Clipping of overgrown teeth can be done with some types of nail-clipper or with a pair of small-beaked wire-cutters: whatever clipper you use must be small enough to fit round the teeth and still be able to see what you're doing, and sharp and powerful enough to cut the tooth rather than break it. If in doubt as to how long or short to cut the teeth, look in another rat's mouth for comparison and err slightly on the side of length - and be careful not to nick the tongue. The individual teeth are wider from front to back than from side to side, so if you are trimming one tooth on its own, rather than a pair together, it is usually more efficient to point beaked clippers into the mouth rather than across it, so the blades are pressing against the long sides of the tooth rather than its short front and back.
If you do cut a tooth too short - or split it - and make it bleed this will hurt, but does not seem to do so as much as a broken claw.
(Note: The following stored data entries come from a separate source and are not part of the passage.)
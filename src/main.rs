//! Tap Rush headless runner
//!
//! Plays one session with the autopilot at a fixed timestep, logs what the
//! HUD would show and prints both leaderboards at the end.

#[cfg(not(target_arch = "wasm32"))]
mod native {
    use std::error::Error;
    use std::path::PathBuf;

    use clap::Parser;
    use directories::ProjectDirs;

    use tap_rush::audio::{AudioSink, LogAudio};
    use tap_rush::consts::SIM_DT;
    use tap_rush::persistence::{FileStore, MemoryStore};
    use tap_rush::sim::{Autopilot, GameEvent, GameMode, GameSession, tick};
    use tap_rush::ui::{Hud, leaderboard_screen, removal_label};
    use tap_rush::{LeaderboardStore, Tuning};

    /// timed tap-counting arcade game, played by an autopilot
    #[derive(Parser, Debug, Clone)]
    #[clap(version, about)]
    pub struct Cli {
        /// game mode to play: race or endless
        #[clap(short = 'm', long, default_value = "race")]
        mode: GameMode,

        /// RNG seed for power-up spawns (random if omitted)
        #[clap(short = 's', long)]
        seed: Option<u64>,

        /// JSON file overriding the default tuning
        #[clap(short = 't', long)]
        tuning: Option<PathBuf>,

        /// directory for leaderboard files
        #[clap(long)]
        data_dir: Option<PathBuf>,

        /// keep scores in memory only
        #[clap(long)]
        no_save: bool,

        /// autopilot tap rate
        #[clap(long, default_value_t = 8.0)]
        taps_per_second: f32,

        /// autopilot delay before touching a power-up
        #[clap(long, default_value_t = 0.4)]
        reaction_time: f32,

        /// stop the run after this much simulated time
        #[clap(long, default_value_t = 600.0)]
        max_seconds: f32,

        /// print a HUD line every simulated second
        #[clap(long)]
        verbose: bool,
    }

    fn leaderboard(cli: &Cli, tuning: &Tuning) -> LeaderboardStore {
        if cli.no_save {
            return LeaderboardStore::from_tuning(MemoryStore::new(), tuning);
        }
        let dir = cli.data_dir.clone().or_else(|| {
            ProjectDirs::from("", "", "tap-rush").map(|pd| pd.data_local_dir().to_path_buf())
        });
        match dir {
            Some(dir) => {
                log::info!("Leaderboards stored in {}", dir.display());
                LeaderboardStore::from_tuning(FileStore::new(dir), tuning)
            }
            None => {
                log::warn!("No data directory available, scores will not persist");
                LeaderboardStore::from_tuning(MemoryStore::new(), tuning)
            }
        }
    }

    pub fn run() -> Result<(), Box<dyn Error>> {
        let cli = Cli::parse();

        let tuning = match &cli.tuning {
            Some(path) => Tuning::load(path)?,
            None => Tuning::default(),
        };
        let seed = cli.seed.unwrap_or_else(rand::random);
        let store = leaderboard(&cli, &tuning);

        log::info!("Tap Rush starting, seed {}", seed);
        let mut game = GameSession::new(tuning, store, seed);
        let mut pilot = Autopilot::new(cli.taps_per_second, cli.reaction_time);
        let mut audio = LogAudio::new();
        let mut hud = Hud::new();

        game.start_game(cli.mode);
        let mut next_report = 1.0;
        while game.is_active() && game.now() < cli.max_seconds {
            let input = pilot.plan(&game, SIM_DT);
            tick(&mut game, &input, SIM_DT);

            for event in game.drain_events() {
                match event {
                    GameEvent::PlaySound(effect) => audio.play(effect),
                    GameEvent::PowerUpRemoved { id, reason } => {
                        log::debug!("Power-up {:?} {}", id, removal_label(reason));
                    }
                    GameEvent::ChallengeEnded { success } => {
                        log::info!("Challenge {}", if success { "beaten" } else { "failed" });
                    }
                    _ => {}
                }
                hud.apply(&event);
            }

            if cli.verbose && game.now() >= next_report {
                println!("{}", hud.status_line());
                next_report += 1.0;
            }
        }

        if game.is_active() {
            log::info!("Stopping after {:.0}s of simulated time", game.now());
            game.game_over();
            for event in game.drain_events() {
                hud.apply(&event);
            }
        }

        println!("{}", hud.status_line());
        match hud.last_score {
            Some((mode, score, Some(rank))) => {
                println!("{} score {} placed #{}", mode.as_str(), score, rank);
            }
            Some((mode, score, None)) => {
                println!("{} score {} did not make the table", mode.as_str(), score);
            }
            None => {}
        }
        println!("{} sound cues played\n", audio.played());
        print!("{}", leaderboard_screen(game.leaderboard()));
        Ok(())
    }
}

#[cfg(not(target_arch = "wasm32"))]
fn main() -> Result<(), Box<dyn std::error::Error>> {
    env_logger::init();
    native::run()
}

#[cfg(target_arch = "wasm32")]
fn main() {
    // The browser host drives GameSession through the library API
}
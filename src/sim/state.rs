//! Shared simulation types
//!
//! Modes, phases, power-up identities and the events the core reports to the
//! presentation and audio layers.

use serde::{Deserialize, Serialize};

use crate::audio::SoundEffect;
use crate::error::ParseModeError;

/// Which ruleset the run uses
#[derive(Debug, Clone, Copy, PartialEq, Eq, Hash, Default, Serialize, Deserialize)]
pub enum GameMode {
    /// Fixed overall goal, can be won; scored by goal reached
    #[default]
    Race,
    /// No win condition, challenges enabled; scored by total taps
    Endless,
}

impl GameMode {
    pub fn as_str(&self) -> &'static str {
        match self {
            GameMode::Race => "Race",
            GameMode::Endless => "Endless",
        }
    }

}

impl std::str::FromStr for GameMode {
    type Err = ParseModeError;

    /// Case-insensitive mode name
    fn from_str(s: &str) -> Result<Self, Self::Err> {
        match s.trim().to_lowercase().as_str() {
            "race" => Ok(GameMode::Race),
            "endless" => Ok(GameMode::Endless),
            _ => Err(ParseModeError(s.to_string())),
        }
    }
}

/// Top-level session lifecycle
#[derive(Debug, Clone, Copy, PartialEq, Eq, Default, Serialize, Deserialize)]
pub enum SessionPhase {
    #[default]
    Menu,
    Active,
    GameOver,
    Won,
}

/// Screen the presentation layer is asked to show
#[derive(Debug, Clone, Copy, PartialEq, Eq)]
pub enum Screen {
    MainMenu,
    Gameplay,
    GameOver,
    Win,
}

/// Power-up kinds
#[derive(Debug, Clone, Copy, PartialEq, Eq, Hash, Serialize, Deserialize)]
pub enum PowerUpKind {
    Multiplier,
    FreezeTime,
    Bomb,
}

/// Handle to a spawned power-up. Never reused within a spawner.
#[derive(Debug, Clone, Copy, PartialEq, Eq, Hash, PartialOrd, Ord)]
pub struct PowerUpId(pub u32);

/// Why a power-up left the board
#[derive(Debug, Clone, Copy, PartialEq, Eq)]
pub enum RemovalReason {
    /// Tapped in time, effect applied
    Activated,
    /// Untapped past its display duration
    Expired,
    /// Pushed out by a newer spawn at the active cap
    Evicted,
    /// Bomb countdown ran out, penalty applied
    Detonated,
    /// Bomb disposal grace delay finished
    Disposed,
    /// Board cleared (challenge start, session end)
    Cleared,
}

/// Informational output of the core. The core never waits on a response.
#[derive(Debug, Clone, PartialEq)]
pub enum GameEvent {
    /// Whole seconds shown on the timer
    TimerChanged { seconds: u32 },
    TapCountChanged { total: u32 },
    GoalChanged { goal: u32 },
    /// Race mode target shown next to the tap count
    OverallGoalShown { goal: u32 },
    ScreenChanged(Screen),
    FreezeChanged { frozen: bool },
    MultiplierChanged { factor: u32 },

    PowerUpSpawned {
        id: PowerUpId,
        kind: PowerUpKind,
        slot: usize,
    },
    PowerUpRemoved {
        id: PowerUpId,
        reason: RemovalReason,
    },
    /// Bomb tapped in time; it lingers briefly as a disposal acknowledgment
    BombDisposed { id: PowerUpId },
    /// Whole seconds left on a bomb, sent whenever the shown value changes
    BombCountdown { id: PowerUpId, seconds: u32 },

    ChallengeStarted { goal: u32, time_limit: f32 },
    ChallengeProgress { taps: u32, goal: u32 },
    ChallengeTimer { time_left: f32 },
    ChallengeEnded { success: bool },

    ScoreSaved {
        mode: GameMode,
        score: u32,
        rank: Option<usize>,
    },

    PlaySound(SoundEffect),
}

/// Seconds as shown on a countdown display
#[inline]
pub fn display_seconds(seconds: f32) -> u32 {
    seconds.max(0.0).ceil() as u32
}
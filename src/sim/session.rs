//! Per-run session record: clock, countdown, taps, goal and multiplier
//!
//! Only [`Session`]'s own methods and the [`SessionEffects`] impl mutate it.

use super::effects::SessionEffects;
use super::state::{GameEvent, GameMode, SessionPhase, display_seconds};
use super::timers::{TimerId, Timers};
use crate::tuning::Tuning;

#[derive(Debug, Clone, Copy, PartialEq, Eq)]
enum SessionTimer {
    Unfreeze,
    RevertMultiplier,
}

/// Session state for one run
#[derive(Debug, Clone)]
pub struct Session {
    mode: GameMode,
    phase: SessionPhase,
    time_remaining: f32,
    frozen: bool,
    goal: u32,
    overall_goal: u32,
    total_taps: u32,
    tap_multiplier: u32,
    /// Seconds since the current run was set up; back to 0 on every reset
    now: f32,
    timers: Timers<SessionTimer>,
    pending_unfreeze: Option<TimerId>,
    pending_revert: Option<TimerId>,
    shown_seconds: u32,
    events: Vec<GameEvent>,
}

impl Session {
    pub fn new(tuning: &Tuning) -> Self {
        Self {
            mode: GameMode::default(),
            phase: SessionPhase::Menu,
            time_remaining: tuning.session_start_time,
            frozen: false,
            goal: tuning.first_goal,
            overall_goal: tuning.overall_goal,
            total_taps: 0,
            tap_multiplier: 1,
            now: 0.0,
            timers: Timers::new(),
            pending_unfreeze: None,
            pending_revert: None,
            shown_seconds: display_seconds(tuning.session_start_time),
            events: Vec::new(),
        }
    }

    pub fn phase(&self) -> SessionPhase {
        self.phase
    }

    pub fn time_remaining(&self) -> f32 {
        self.time_remaining
    }

    pub fn is_frozen(&self) -> bool {
        self.frozen
    }

    pub fn goal(&self) -> u32 {
        self.goal
    }

    pub fn overall_goal(&self) -> u32 {
        self.overall_goal
    }

    pub fn tap_multiplier(&self) -> u32 {
        self.tap_multiplier
    }

    /// Back to default values for `mode`. Cancels the pending unfreeze and
    /// multiplier revert and rebases the clock to 0, so any other deadline
    /// scheduled against the old clock must be dropped too. Phase is left to
    /// the caller.
    pub(crate) fn reset(&mut self, mode: GameMode, tuning: &Tuning) {
        self.timers.clear();
        self.pending_unfreeze = None;
        self.pending_revert = None;
        self.now = 0.0;

        self.mode = mode;
        self.time_remaining = tuning.session_start_time;
        self.goal = tuning.first_goal;
        self.overall_goal = tuning.overall_goal;
        self.total_taps = 0;

        if self.frozen {
            self.frozen = false;
            self.emit(GameEvent::FreezeChanged { frozen: false });
        }
        if self.tap_multiplier != 1 {
            self.tap_multiplier = 1;
            self.emit(GameEvent::MultiplierChanged { factor: 1 });
        }

        self.shown_seconds = display_seconds(self.time_remaining);
        self.emit(GameEvent::TimerChanged {
            seconds: self.shown_seconds,
        });
        self.emit(GameEvent::GoalChanged { goal: self.goal });
        self.emit(GameEvent::TapCountChanged { total: 0 });
    }

    pub(crate) fn set_phase(&mut self, phase: SessionPhase) {
        self.phase = phase;
    }

    /// Move the clock forward and run due auto-unfreeze / multiplier revert
    pub(crate) fn advance_clock(&mut self, dt: f32) {
        self.now += dt;

        while let Some((id, action)) = self.timers.pop_due(self.now) {
            match action {
                SessionTimer::Unfreeze => {
                    if self.pending_unfreeze == Some(id) {
                        self.pending_unfreeze = None;
                    }
                    log::debug!("Freeze expired at {:.2}s", self.now);
                    self.set_frozen(false);
                }
                SessionTimer::RevertMultiplier => {
                    if self.pending_revert == Some(id) {
                        self.pending_revert = None;
                    }
                    self.set_multiplier(1);
                }
            }
        }
    }

    /// Countdown step. Returns true when the clock has run out.
    pub(crate) fn decay(&mut self, dt: f32) -> bool {
        if self.phase != SessionPhase::Active || self.frozen {
            return false;
        }
        self.time_remaining = (self.time_remaining - dt).max(0.0);
        self.refresh_timer_display();
        self.time_remaining <= 0.0
    }

    /// Count one tap at the current multiplier
    pub(crate) fn register_tap(&mut self) -> u32 {
        self.total_taps += self.tap_multiplier;
        self.emit(GameEvent::TapCountChanged {
            total: self.total_taps,
        });
        self.total_taps
    }

    pub(crate) fn raise_goal(&mut self, step: u32) {
        self.goal += step;
        self.emit(GameEvent::GoalChanged { goal: self.goal });
    }

    pub(crate) fn drain_events(&mut self) -> Vec<GameEvent> {
        std::mem::take(&mut self.events)
    }

    fn set_frozen(&mut self, frozen: bool) {
        if self.frozen != frozen {
            self.frozen = frozen;
            self.emit(GameEvent::FreezeChanged { frozen });
        }
    }

    fn set_multiplier(&mut self, factor: u32) {
        if self.tap_multiplier != factor {
            self.tap_multiplier = factor;
            self.emit(GameEvent::MultiplierChanged { factor });
        }
    }

    fn refresh_timer_display(&mut self) {
        let seconds = display_seconds(self.time_remaining);
        if seconds != self.shown_seconds {
            self.shown_seconds = seconds;
            self.emit(GameEvent::TimerChanged { seconds });
        }
    }
}

impl SessionEffects for Session {
    fn now(&self) -> f32 {
        self.now
    }

    fn mode(&self) -> GameMode {
        self.mode
    }

    fn is_active(&self) -> bool {
        self.phase == SessionPhase::Active
    }

    fn total_taps(&self) -> u32 {
        self.total_taps
    }

    fn boost_multiplier(&mut self, factor: u32, duration: f32) {
        if let Some(id) = self.pending_revert.take() {
            self.timers.cancel(id);
        }
        self.set_multiplier(factor.max(1));
        self.pending_revert = Some(self.timers.schedule(
            self.now,
            duration,
            SessionTimer::RevertMultiplier,
        ));
    }

    fn freeze_timer(&mut self, duration: Option<f32>) {
        if let Some(id) = self.pending_unfreeze.take() {
            self.timers.cancel(id);
        }
        self.set_frozen(true);
        if let Some(duration) = duration {
            self.pending_unfreeze =
                Some(self.timers.schedule(self.now, duration, SessionTimer::Unfreeze));
        }
    }

    fn unfreeze_timer(&mut self) {
        if let Some(id) = self.pending_unfreeze.take() {
            self.timers.cancel(id);
        }
        self.set_frozen(false);
    }

    fn reduce_timer(&mut self, amount: f32) {
        self.time_remaining = (self.time_remaining - amount).max(0.0);
        self.refresh_timer_display();
    }

    fn add_time(&mut self, amount: f32) {
        self.time_remaining = (self.time_remaining + amount).max(0.0);
        self.refresh_timer_display();
    }

    fn emit(&mut self, event: GameEvent) {
        self.events.push(event);
    }
}
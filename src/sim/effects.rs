//! Narrow interface power-ups and challenges use to act on the session

use super::state::{GameEvent, GameMode};

/// Everything a collaborator may read from or do to the running session.
/// Implemented by [`super::Session`]; tests can substitute a fake.
pub trait SessionEffects {
    /// Session clock in seconds
    fn now(&self) -> f32;
    fn mode(&self) -> GameMode;
    fn is_active(&self) -> bool;
    fn total_taps(&self) -> u32;

    /// Multiply taps by `factor` for `duration` seconds. A new boost restarts
    /// the window instead of stacking.
    fn boost_multiplier(&mut self, factor: u32, duration: f32);

    /// Stop timer decay. `None` holds until [`SessionEffects::unfreeze_timer`];
    /// a new call replaces any pending auto-unfreeze.
    fn freeze_timer(&mut self, duration: Option<f32>);
    fn unfreeze_timer(&mut self);

    /// Floors at zero
    fn reduce_timer(&mut self, amount: f32);
    fn add_time(&mut self, amount: f32);

    fn emit(&mut self, event: GameEvent);
}
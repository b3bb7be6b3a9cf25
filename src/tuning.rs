//! Data-driven game balance
//!
//! Every constant the session core reads lives here. Defaults are the
//! reference values; a JSON file can override any subset of them.

use std::path::Path;

use serde::{Deserialize, Serialize};

use crate::error::TuningError;

/// Spawn chances per power-up kind. Whatever is left over up to 1.0 means
/// "no spawn".
#[derive(Debug, Clone, Copy, PartialEq, Serialize, Deserialize)]
#[serde(default)]
pub struct SpawnChances {
    pub multiplier: f32,
    pub freeze: f32,
    pub bomb: f32,
}

impl Default for SpawnChances {
    fn default() -> Self {
        Self {
            multiplier: 0.3,
            freeze: 0.2,
            bomb: 0.1,
        }
    }
}

impl SpawnChances {
    pub fn total(&self) -> f32 {
        self.multiplier + self.freeze + self.bomb
    }
}

/// Game balance values
#[derive(Debug, Clone, PartialEq, Serialize, Deserialize)]
#[serde(default)]
pub struct Tuning {
    // === Session ===
    /// Seconds on the clock when a run starts
    pub session_start_time: f32,
    /// Goal increase per level-up
    pub level_goal_step: u32,
    /// Goal of the first level
    pub first_goal: u32,
    /// Race mode win target
    pub overall_goal: u32,
    /// Seconds granted per level-up in Endless mode
    pub endless_level_bonus: f32,

    // === Challenges ===
    /// Seconds between challenges
    pub challenge_interval: f32,
    /// Taps between challenges
    pub tap_interval: u32,
    pub default_challenge_goal: u32,
    pub default_challenge_time: f32,
    /// Seconds granted for beating a challenge
    pub challenge_reward: f32,

    // === Power-ups ===
    pub max_active_power_ups: usize,
    /// Seconds a multiplier/freeze stays up before vanishing
    pub display_duration: f32,
    pub spawn_chances: SpawnChances,
    pub bomb_countdown: f32,
    pub bomb_penalty: f32,
    pub bomb_dispose_grace: f32,
    pub multiplier_factor: u32,
    pub multiplier_duration: f32,
    /// Extra seconds a multiplier grants in Endless mode
    pub multiplier_endless_bonus: f32,
    pub freeze_duration: f32,

    // === Leaderboard ===
    pub max_leaderboard_entries: usize,
}

impl Default for Tuning {
    fn default() -> Self {
        Self {
            session_start_time: 30.0,
            level_goal_step: 10,
            first_goal: 10,
            overall_goal: 100,
            endless_level_bonus: 10.0,

            challenge_interval: 30.0,
            tap_interval: 100,
            default_challenge_goal: 50,
            default_challenge_time: 10.0,
            challenge_reward: 15.0,

            max_active_power_ups: 3,
            display_duration: 3.0,
            spawn_chances: SpawnChances::default(),
            bomb_countdown: 5.0,
            bomb_penalty: 10.0,
            bomb_dispose_grace: 0.5,
            multiplier_factor: 2,
            multiplier_duration: 1.5,
            multiplier_endless_bonus: 1.0,
            freeze_duration: 2.0,

            max_leaderboard_entries: 10,
        }
    }
}

impl Tuning {
    /// Parse from JSON; missing keys keep their defaults
    pub fn from_json(json: &str) -> Result<Self, TuningError> {
        let tuning: Tuning = serde_json::from_str(json)?;
        tuning.validate()?;
        Ok(tuning)
    }

    /// Load from a JSON file on disk
    pub fn load(path: impl AsRef<Path>) -> Result<Self, TuningError> {
        let json = std::fs::read_to_string(path)?;
        let tuning = Self::from_json(&json)?;
        log::info!("Loaded tuning overrides");
        Ok(tuning)
    }

    pub fn to_json(&self) -> Result<String, TuningError> {
        Ok(serde_json::to_string_pretty(self)?)
    }

    /// Reject values the session core cannot run with
    pub fn validate(&self) -> Result<(), TuningError> {
        let chances = &self.spawn_chances;
        for (name, value) in [
            ("multiplier", chances.multiplier),
            ("freeze", chances.freeze),
            ("bomb", chances.bomb),
        ] {
            if value < 0.0 {
                return Err(TuningError::NegativeProbability { name, value });
            }
        }
        if chances.total() > 1.0 + 1e-5 {
            return Err(TuningError::ProbabilitySum(chances.total()));
        }

        for (name, value) in [
            ("session_start_time", self.session_start_time),
            ("challenge_interval", self.challenge_interval),
            ("default_challenge_time", self.default_challenge_time),
            ("display_duration", self.display_duration),
            ("bomb_countdown", self.bomb_countdown),
            ("multiplier_duration", self.multiplier_duration),
            ("freeze_duration", self.freeze_duration),
        ] {
            if value <= 0.0 {
                return Err(TuningError::NonPositive { name, value });
            }
        }
        for (name, value) in [
            ("endless_level_bonus", self.endless_level_bonus),
            ("challenge_reward", self.challenge_reward),
            ("bomb_penalty", self.bomb_penalty),
            ("bomb_dispose_grace", self.bomb_dispose_grace),
            ("multiplier_endless_bonus", self.multiplier_endless_bonus),
        ] {
            if value < 0.0 {
                return Err(TuningError::Negative { name, value });
            }
        }
        if self.multiplier_factor < 1 {
            return Err(TuningError::MultiplierFactor(self.multiplier_factor));
        }
        if self.max_active_power_ups == 0 {
            return Err(TuningError::NonPositive {
                name: "max_active_power_ups",
                value: 0.0,
            });
        }
        Ok(())
    }
}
I suppose that any animal that can chew through sheet metal can't afford to have very sensitive teeth.
The rate at which overgrowth occurs varies from case to case, but on a rough average you can expect to have to cut the affected tooth or teeth back about every ten to fourteen days.
I have never seen or heard of a case of overgrowth of the cheek teeth in a rat, but if it should occur then, as with rabbits, it would probably have to be clipped back under general anaesthetic owing to the extreme narrowness of the mouth, the unco-operativeness of the patient and the way folds of lip tuck in behind the incisors and conceal the back teeth from view.